Iran reached an agreement Sunday with the U.S. and five other world powers to freeze its nuclear program for six months while the two sides work on a more permanent deal covering Iran’s development of nuclear technology. In exchange, some sanctions against Iran will be relieved, and it will get access to some frozen overseas assets, including $4.2 billion in oil revenue.
Kevin Book, an analyst at ClearView Energy Partners in Washington, predicts the price of Brent crude, an international benchmark used to price oil used by many U.S. refineries, could fall to $90 a barrel by the end of next year if talks yield a final agreement. That’s 19 percent below Brent’s level Monday, where it closed down 5 cents at $111 a barrel.
Analysts caution, though, that if talks on a final deal fall apart — or even appear to be faltering — oil could instead rocket higher. Iran and the West have been seemingly close to an agreement on nuclear issues in the past, only to abandon talks and descend deeper into acrimony.
“Even the slightest hint of an unraveling of the Geneva accord could restore a vibrant risk premium to crude,” Book said.
But oil prices appear to be headed lower for now, in part because the prospect of more Iranian oil is coming at a time when production is rising in the U.S., Canada, and elsewhere, helping global supply growth outpace the growth in demand. The average price of Brent crude so far this year is 3 percent below last year’s average, and it’s on track for its lowest average price since 2010.
Lower prices of Brent crude have helped reduce U.S. retail gasoline prices this year, which are also on track for their lowest annual average since 2010. A further reduction in oil prices could bring additional relief to drivers.

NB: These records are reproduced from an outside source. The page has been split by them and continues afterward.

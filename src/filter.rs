use crate::{
    distance::Distance,
    edges::Edges,
    generate::Generate,
    shrink::{self, Candidates, Shrink},
    state::State,
};
use core::iter;

#[derive(Clone, Debug)]
pub struct Filter<G: ?Sized, F> {
    filter: F,
    retries: usize,
    generator: G,
}

#[derive(Clone, Debug)]
pub struct Shrinker<S, F> {
    shrinker: Option<S>,
    filter: F,
}

impl<G: Generate, F: Fn(&G::Item) -> bool + Clone> Filter<G, F> {
    pub const fn new(generator: G, filter: F, retries: usize) -> Self {
        Self {
            filter,
            retries,
            generator,
        }
    }
}

impl<G: Generate + ?Sized, F: Fn(&G::Item) -> bool + Clone + 'static> Generate for Filter<G, F> {
    type Item = Option<G::Item>;
    type Shrink = Shrinker<G::Shrink, F>;

    fn generate(&self, state: &mut State) -> Self::Shrink {
        let mut shrinker = None;
        let size = state.size();
        let retries = self.retries.max(1);
        for retry in 0..retries {
            // Later retries search a larger portion of the domain.
            state.set_size(size + (1.0 - size) * (retry as f64 / retries as f64));
            let inner = self.generator.generate(state);
            if self.constant() || (self.filter)(&inner.item()) {
                shrinker = Some(inner);
                break;
            }
        }
        state.set_size(size);
        Shrinker {
            shrinker,
            filter: self.filter.clone(),
        }
    }

    fn edges(&self) -> Edges<Self::Shrink> {
        let filter = self.filter.clone();
        let retained = self.generator.edges().retain({
            let filter = filter.clone();
            move |shrinker| filter(&shrinker.item())
        });
        retained.transform(move |shrinker| Shrinker {
            shrinker: Some(shrinker),
            filter: filter.clone(),
        })
    }

    fn constant(&self) -> bool {
        self.retries == 0 || self.generator.constant()
    }
}

impl<S: Shrink, F: Fn(&S::Item) -> bool + Clone + 'static> Shrink for Shrinker<S, F> {
    type Item = Option<S::Item>;

    fn item(&self) -> Self::Item {
        self.shrinker
            .as_ref()
            .map(S::item)
            .filter(|item| (self.filter)(item))
    }

    fn distance(&self) -> Distance {
        self.shrinker.as_ref().map_or(Distance::ZERO, S::distance)
    }

    fn shrink(&self) -> Candidates<Self> {
        match &self.shrinker {
            None => shrink::none(),
            Some(shrinker) => {
                let filter = self.filter.clone();
                Box::new(
                    shrinker
                        .shrink()
                        .flat_map(move |candidate| descend(candidate, filter.clone())),
                )
            }
        }
    }
}

// A candidate that fails the filter is skipped, not aborted: its own
// candidates are offered in its place, so shrinking continues past rejected
// values to still-simpler ones.
fn descend<S: Shrink, F: Fn(&S::Item) -> bool + Clone + 'static>(
    candidate: S,
    filter: F,
) -> Candidates<Shrinker<S, F>> {
    if filter(&candidate.item()) {
        Box::new(iter::once(Shrinker {
            shrinker: Some(candidate),
            filter,
        }))
    } else {
        Box::new(
            candidate
                .shrink()
                .flat_map(move |candidate| descend(candidate, filter.clone())),
        )
    }
}
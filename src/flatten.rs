use crate::{
    distance::Distance,
    edges::{Edges, Supplier},
    generate::Generate,
    shrink::{Candidates, Shrink},
    state::State,
};

#[derive(Clone, Debug)]
pub struct Flatten<G: ?Sized>(pub G);

/// Shrinker for a generator chosen by another generated value.
///
/// The pre-generation `state` is kept so that shrinking the outer value can
/// re-generate the inner one deterministically from the same random sequence.
#[derive(Clone, Debug)]
pub struct Shrinker<I, O> {
    state: State,
    inner: I,
    outer: O,
}

impl<G: Generate + ?Sized> Generate for Flatten<G>
where
    G::Item: Generate,
{
    type Item = <G::Item as Generate>::Item;
    type Shrink = Shrinker<<G::Item as Generate>::Shrink, G::Shrink>;

    fn generate(&self, state: &mut State) -> Self::Shrink {
        let old = state.clone();
        let outer = self.0.generate(state);
        let inner = outer.item().generate(state);
        Shrinker {
            state: old,
            inner,
            outer,
        }
    }

    // The catalogue is the union, over each boundary value of the outer
    // generator, of the boundary values of the inner generator that outer
    // value selects.
    fn edges(&self) -> Edges<Self::Shrink> {
        let mut suppliers = Vec::new();
        for outer in self.0.edges().suppliers() {
            let domain = outer.get().item();
            for inner in domain.edges().suppliers() {
                let outer = outer.clone();
                let inner = inner.clone();
                suppliers.push(Supplier::new(move || Shrinker {
                    state: State::new(0, 1, 0.0..0.0, 0),
                    inner: inner.get(),
                    outer: outer.get(),
                }));
            }
        }
        Edges::from_suppliers(suppliers)
    }

    fn constant(&self) -> bool {
        self.0.constant()
    }
}

impl<I: Shrink, O: Shrink> Shrink for Shrinker<I, O>
where
    O::Item: Generate<Shrink = I>,
{
    type Item = I::Item;

    fn item(&self) -> Self::Item {
        self.inner.item()
    }

    fn distance(&self) -> Distance {
        self.outer.distance().append(self.inner.distance())
    }

    fn shrink(&self) -> Candidates<Self> {
        let this = self.clone();
        let outers = self.outer.shrink().map(move |outer| {
            let mut state = this.state.clone();
            let inner = outer.item().generate(&mut state);
            Self {
                state: this.state.clone(),
                inner,
                outer,
            }
        });
        let this = self.clone();
        let inners = self.inner.shrink().map(move |inner| Self {
            state: this.state.clone(),
            inner,
            outer: this.outer.clone(),
        });
        Box::new(outers.chain(inners))
    }
}
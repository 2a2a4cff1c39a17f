use crate::distance::Distance;
use core::iter;

/// A lazy, finite sequence of shrink candidates.
pub type Candidates<S> = Box<dyn Iterator<Item = S>>;

/// A value paired with its shrink candidates and its distance from the
/// simplest form the generator could have produced.
///
/// When a check fails, the failing value's shrinker is asked for candidates:
/// new shrinkers holding strictly simpler values that are re-checked in turn.
/// The process is key to making property testing effective, as it isolates
/// the failure and makes it easier to debug.
///
/// # Contract
///
/// - [`Shrink::item`] is deterministic and recomputed on every call; all
///   randomness was consumed during generation.
/// - [`Shrink::shrink`] returns a fresh, finite sequence each time it is
///   called; consuming the sequence has no effect on the owning shrinker and
///   two calls yield equivalent sequences.
/// - Every candidate reports a [`Shrink::distance`] strictly smaller than its
///   parent's, and candidates are ordered from simplest to least simple, so
///   that a falsifier walking the sequence adopts the simplest reproduction
///   first.
/// - Cloning a shrinker yields an independent, freshly traversable tree.
pub trait Shrink: Clone + 'static {
    type Item;

    /// The current value of this shrinker.
    fn item(&self) -> Self::Item;

    /// How far [`Shrink::item`] is from the simplest value of its domain.
    fn distance(&self) -> Distance;

    /// A fresh sequence of strictly simpler shrinkers.
    fn shrink(&self) -> Candidates<Self>;
}

pub(crate) fn none<S: 'static>() -> Candidates<S> {
    Box::new(iter::empty())
}
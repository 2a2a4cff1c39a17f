use crate::{
    distance::Distance,
    edges::Edges,
    generate::{FullGenerate, Generate, IntoGenerate},
    shrink::{Candidates, Shrink},
    state::State,
    tuples,
};
use core::f64;

/// Picks one of several generators; heterogeneous generators produce an
/// [`orn`] union of their items. Shrinking stays within the chosen branch.
#[repr(transparent)]
#[derive(Clone, PartialEq, Eq, PartialOrd, Ord, Debug)]
pub struct Any<T: ?Sized>(pub T);

/// A generator paired with a selection weight, for biased branch picks.
#[derive(Clone, PartialEq, PartialOrd, Debug)]
pub struct Weight<T: ?Sized> {
    weight: f64,
    value: T,
}

impl<T> Weight<T> {
    pub fn new(weight: f64, value: T) -> Self {
        assert!(weight.is_finite());
        assert!(weight > f64::EPSILON);
        Self { weight, value }
    }

    pub fn weight(&self) -> f64 {
        self.weight
    }

    pub fn value(&self) -> &T {
        &self.value
    }

    pub fn into_value(self) -> T {
        self.value
    }
}

impl<T: ?Sized> AsRef<T> for Any<T> {
    fn as_ref(&self) -> &T {
        &self.0
    }
}

impl<G: FullGenerate + ?Sized> FullGenerate for Any<G>
where
    Any<G::Generate>: Generate,
{
    type Item = <Any<G::Generate> as Generate>::Item;
    type Generate = Any<G::Generate>;

    fn generator() -> Self::Generate {
        Any(G::generator())
    }
}

impl<G: IntoGenerate> IntoGenerate for Any<G>
where
    Any<G::Generate>: Generate,
{
    type Item = <Any<G::Generate> as Generate>::Item;
    type Generate = Any<G::Generate>;

    fn generator(self) -> Self::Generate {
        Any(self.0.generator())
    }
}

macro_rules! tuple {
    ($n:ident, $c:tt) => {};
    ($n:ident, $c:tt $(, $ps:ident, $ts:ident, $is:tt)+) => {
        impl<$($ts: Generate,)*> Generate for orn::$n::Or<$($ts,)*> {
            type Item = orn::$n::Or<$($ts::Item,)*>;
            type Shrink = orn::$n::Or<$($ts::Shrink,)*>;

            fn generate(&self, state: &mut State) -> Self::Shrink {
                match self {
                    $(Self::$ts(generator) => orn::$n::Or::$ts(generator.generate(state)),)*
                }
            }

            fn edges(&self) -> Edges<Self::Shrink> {
                match self {
                    $(Self::$ts(generator) => generator.edges().transform(orn::$n::Or::$ts),)*
                }
            }

            fn constant(&self) -> bool {
                match self {
                    $(Self::$ts(generator) => generator.constant(),)*
                }
            }
        }

        impl<$($ts: Shrink,)*> Shrink for orn::$n::Or<$($ts,)*> {
            type Item = orn::$n::Or<$($ts::Item,)*>;

            fn item(&self) -> Self::Item {
                match self {
                    $(Self::$ts(shrinker) => orn::$n::Or::$ts(shrinker.item()),)*
                }
            }

            fn distance(&self) -> Distance {
                match self {
                    $(Self::$ts(shrinker) => shrinker.distance(),)*
                }
            }

            fn shrink(&self) -> Candidates<Self> {
                match self {
                    $(Self::$ts(shrinker) => Box::new(shrinker.shrink().map(orn::$n::Or::$ts)),)*
                }
            }
        }

        impl<$($ts: Generate,)*> Generate for Any<($($ts,)*)> {
            type Item = orn::$n::Or<$($ts::Item,)*>;
            type Shrink = orn::$n::Or<$($ts::Shrink,)*>;

            fn generate(&self, state: &mut State) -> Self::Shrink {
                match state.random().u8(..$c) {
                    $($is => orn::$n::Or::$ts(self.0.$is.generate(state)),)*
                    _ => unreachable!(),
                }
            }

            fn edges(&self) -> Edges<Self::Shrink> {
                let edges = Edges::none();
                $(let edges = edges.merge(self.0.$is.edges().transform(orn::$n::Or::$ts));)*
                edges
            }

            fn constant(&self) -> bool {
                $c <= 1
            }
        }

        impl<$($ts: Generate,)*> Generate for ($(Weight<$ts>,)*) {
            type Item = orn::$n::Or<$($ts::Item,)*>;
            type Shrink = orn::$n::Or<$($ts::Shrink,)*>;

            fn generate(&self, state: &mut State) -> Self::Shrink {
                let _total = $(self.$is.weight.max(f64::EPSILON) +)* 0.0;
                assert!(_total.is_finite());
                let mut _weight = state.random().f64() * _total;
                $(
                    let Weight { weight, value } = &self.$is;
                    let weight = weight.max(f64::EPSILON);
                    if _weight < weight {
                        return orn::$n::Or::$ts(value.generate(state));
                    } else {
                        _weight -= weight;
                    }
                )*
                unreachable!("weights are finite and `> 0.0`");
            }

            fn edges(&self) -> Edges<Self::Shrink> {
                let edges = Edges::none();
                $(let edges = edges.merge(self.$is.value.edges().transform(orn::$n::Or::$ts));)*
                edges
            }

            fn constant(&self) -> bool {
                $c <= 1
            }
        }
    };
}

tuples!(tuple);
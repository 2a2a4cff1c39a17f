use crate::{
    choose::Choose,
    distance::Distance,
    edges::{Edges, Supplier},
    generate::{FullGenerate, Generate, IntoGenerate},
    shrink::{self, Candidates, Shrink},
    state::State,
    utility::Nudge,
};
use core::ops::{self, Bound};

/// A bounded domain of primitive values with a shrink target.
///
/// The target is the value shrinking converges to; it defaults to zero
/// clamped into the range and can be moved with [`Range::towards`] (numeric
/// ranges only).
#[derive(Clone, Copy, Debug)]
pub struct Range<T> {
    start: T,
    end: T,
    target: T,
}

#[derive(Clone, Copy, Debug)]
pub struct Shrinker<T> {
    item: T,
    target: T,
}

/// Shrinker for `char` ranges; shrinks through the underlying scalar value.
#[derive(Clone, Copy, Debug)]
pub struct Character(Shrinker<u32>);

impl<T: Copy> Range<T> {
    pub const fn start(&self) -> T {
        self.start
    }

    pub const fn end(&self) -> T {
        self.end
    }

    pub const fn target(&self) -> T {
        self.target
    }
}

pub trait Number: Sized + Copy + 'static {
    const ZERO: Self;
    const MIN: Self;
    const MAX: Self;

    fn full() -> Range<Self>;
    fn positive() -> Range<Self>;
    fn negative() -> Range<Self>;
}

macro_rules! ranges {
    ($t:ident) => {
        impl IntoGenerate for ops::Range<$t> {
            type Item = $t;
            type Generate = Range<$t>;

            fn generator(self) -> Self::Generate {
                Range::<$t>::new(self)
            }
        }

        impl IntoGenerate for ops::RangeInclusive<$t> {
            type Item = $t;
            type Generate = Range<$t>;

            fn generator(self) -> Self::Generate {
                Range::<$t>::new(self)
            }
        }

        impl IntoGenerate for ops::RangeFrom<$t> {
            type Item = $t;
            type Generate = Range<$t>;

            fn generator(self) -> Self::Generate {
                Range::<$t>::new(self)
            }
        }

        impl IntoGenerate for ops::RangeTo<$t> {
            type Item = $t;
            type Generate = Range<$t>;

            fn generator(self) -> Self::Generate {
                Range::<$t>::new(self)
            }
        }

        impl IntoGenerate for ops::RangeToInclusive<$t> {
            type Item = $t;
            type Generate = Range<$t>;

            fn generator(self) -> Self::Generate {
                Range::<$t>::new(self)
            }
        }

        impl FullGenerate for $t {
            type Item = $t;
            type Generate = Range<$t>;

            fn generator() -> Self::Generate {
                Range::<$t>::new(..)
            }
        }
    };
}

macro_rules! number {
    ($t:ident) => {
        impl Number for $t {
            const ZERO: Self = 0 as $t;
            const MIN: Self = $t::MIN;
            const MAX: Self = $t::MAX;

            fn full() -> Range<Self> {
                Range::<$t>::new(..)
            }

            fn positive() -> Range<Self> {
                Range::<$t>::new(Self::ZERO..)
            }

            fn negative() -> Range<Self> {
                Range::<$t>::new(..=Self::ZERO)
            }
        }
    };
}

macro_rules! integer {
    ($t:ident) => {
        impl Range<$t> {
            /// - An empty or invalid range (`0..0`) collapses to its `start`.
            /// - A reversed range is flipped.
            pub fn new<R: ops::RangeBounds<$t>>(range: R) -> Self {
                let mut start = match range.start_bound() {
                    Bound::Included(&bound) => (bound, false),
                    Bound::Excluded(&bound) => (bound, true),
                    Bound::Unbounded => ($t::MIN, false),
                };
                let mut end = match range.end_bound() {
                    Bound::Included(&bound) => (bound, false),
                    Bound::Excluded(&bound) => (bound, true),
                    Bound::Unbounded => ($t::MAX, false),
                };
                if start.0 > end.0 {
                    (start, end) = (end, start);
                }
                if start.1 {
                    start.0 = start.0.saturating_add(1 as $t);
                }
                if end.1 {
                    end.0 = end.0.saturating_sub(1 as $t);
                }
                let start = start.0;
                let end = end.0.max(start);
                Self {
                    start,
                    end,
                    target: (0 as $t).clamp(start, end),
                }
            }

            pub fn towards(mut self, target: $t) -> Self {
                self.target = target.clamp(self.start, self.end);
                self
            }

            fn sized(&self, size: f64) -> ($t, $t) {
                fn scale(span: f64, size: f64) -> f64 {
                    if span <= 0.0 {
                        0.0
                    } else {
                        // Damps large spans (such as the full `u64` range) so
                        // they do not rush into huge values as soon as
                        // `size > 0`.
                        span * size.powf(span.log2() / 12.0)
                    }
                }

                let target = self.target as f64;
                let low = target - scale(target - self.start as f64, size);
                let high = target + scale(self.end as f64 - target, size);
                (
                    (low as $t).clamp(self.start, self.target),
                    (high as $t).clamp(self.target, self.end),
                )
            }
        }

        impl Generate for Range<$t> {
            type Item = $t;
            type Shrink = Shrinker<$t>;

            fn generate(&self, state: &mut State) -> Self::Shrink {
                let (start, end) = self.sized(state.size());
                Shrinker {
                    item: state.random().$t(start..=end),
                    target: self.target,
                }
            }

            fn edges(&self) -> Edges<Self::Shrink> {
                let Self { start, end, target } = *self;
                let mut values: Vec<$t> = Vec::new();
                for value in [start, end, target] {
                    if !values.contains(&value) {
                        values.push(value);
                    }
                }
                if let Some(value) = target.checked_sub(1 as $t) {
                    if value >= start && !values.contains(&value) {
                        values.push(value);
                    }
                }
                if let Some(value) = target.checked_add(1 as $t) {
                    if value <= end && !values.contains(&value) {
                        values.push(value);
                    }
                }
                Edges::from_suppliers(
                    values
                        .into_iter()
                        .map(|item| Supplier::new(move || Shrinker { item, target }))
                        .collect(),
                )
            }

            fn constant(&self) -> bool {
                self.start == self.end
            }
        }

        impl Shrink for Shrinker<$t> {
            type Item = $t;

            fn item(&self) -> Self::Item {
                self.item
            }

            fn distance(&self) -> Distance {
                Distance::of(Distance::saturate(self.item.abs_diff(self.target) as u128))
            }

            fn shrink(&self) -> Candidates<Self> {
                let Self { item, target } = *self;
                if item == target {
                    return shrink::none();
                }
                // The target first, then bisection points approaching the
                // item, so candidates come in increasing distance order.
                let mut candidates = vec![Self {
                    item: target,
                    target,
                }];
                let mut cursor = target;
                loop {
                    let middle = cursor / 2 as $t + item / 2 as $t;
                    if middle == cursor || middle == item {
                        break;
                    }
                    candidates.push(Self {
                        item: middle,
                        target,
                    });
                    cursor = middle;
                }
                // The adjacent value closes the sequence so the search can
                // settle exactly on a boundary.
                let adjacent = if item > target {
                    item - 1 as $t
                } else {
                    item + 1 as $t
                };
                if candidates.last().map_or(true, |last| last.item != adjacent) {
                    candidates.push(Self {
                        item: adjacent,
                        target,
                    });
                }
                Box::new(candidates.into_iter())
            }
        }

        ranges!($t);
        number!($t);
    };
    ($($ts:ident),*) => { $(integer!($ts);)* };
}
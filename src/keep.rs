use crate::{
    distance::Distance,
    edges::Edges,
    generate::Generate,
    shrink::{self, Candidates, Shrink},
    state::State,
};

/// Keeps generated values as-is by disabling shrinking.
#[derive(Clone, Debug)]
pub struct Keep<G: ?Sized>(pub G);

#[derive(Clone, Debug)]
pub struct Shrinker<S>(S);

impl<G: Generate + ?Sized> Generate for Keep<G> {
    type Item = G::Item;
    type Shrink = Shrinker<G::Shrink>;

    fn generate(&self, state: &mut State) -> Self::Shrink {
        Shrinker(self.0.generate(state))
    }

    fn edges(&self) -> Edges<Self::Shrink> {
        self.0.edges().transform(Shrinker)
    }

    fn constant(&self) -> bool {
        self.0.constant()
    }
}

impl<S: Shrink> Shrink for Shrinker<S> {
    type Item = S::Item;

    fn item(&self) -> Self::Item {
        self.0.item()
    }

    fn distance(&self) -> Distance {
        self.0.distance()
    }

    fn shrink(&self) -> Candidates<Self> {
        shrink::none()
    }
}
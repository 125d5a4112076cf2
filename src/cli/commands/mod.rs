pub mod init;
pub mod translate;

use std::path::PathBuf;

use super::exit_status::ExitStatus;
use crate::scanner::ScanSummary;

#[derive(Debug)]
pub enum CommandSummary {
    Translate(TranslateSummary),
    Init(InitSummary),
}

#[derive(Debug)]
pub struct TranslateSummary {
    /// The configured components root, for the not-found message.
    pub configured_root: String,
    /// The directory actually scanned; `None` when no candidate existed.
    pub resolved_root: Option<PathBuf>,
    pub scan: ScanSummary,
}

#[derive(Debug)]
pub struct InitSummary {
    pub created: bool,
}

/// Result of running a hanloc command.
#[derive(Debug)]
pub struct CommandResult {
    pub summary: CommandSummary,
    pub status: ExitStatus,
}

“The perception, whether accurate or not, that next year’s surplus could be supplemented by additional Iranian barrels will be bearish for prices,” said Judith Dwarkin, director of energy research at ITG Investment Research.
Iran produces 2.7 million barrels of oil per day, 3 percent of world demand that averages 91 million barrels per day. Iran was once the world’s third largest oil exporter, but since 2012, when Western nations expanded economic sanctions against the country to include oil, its exports have dropped 60 percent to less than 1 million barrels per day. Limited exports were allowed to continue to some countries, especially in Asia, that rely on Iranian crude.
This weekend’s preliminary deal does not change those sanctions. The deal, the White House says, allows “purchases of Iranian oil to remain at their currently significantly reduced levels.”
But the Geneva deal may make it easier for Iran to sell the oil allowed under the sanctions. ClearView’s Book estimates that Iran could increase sales by about 285,000 barrels per day over the next month before reaching the 1 million barrel per day limit allowed by the sanctions.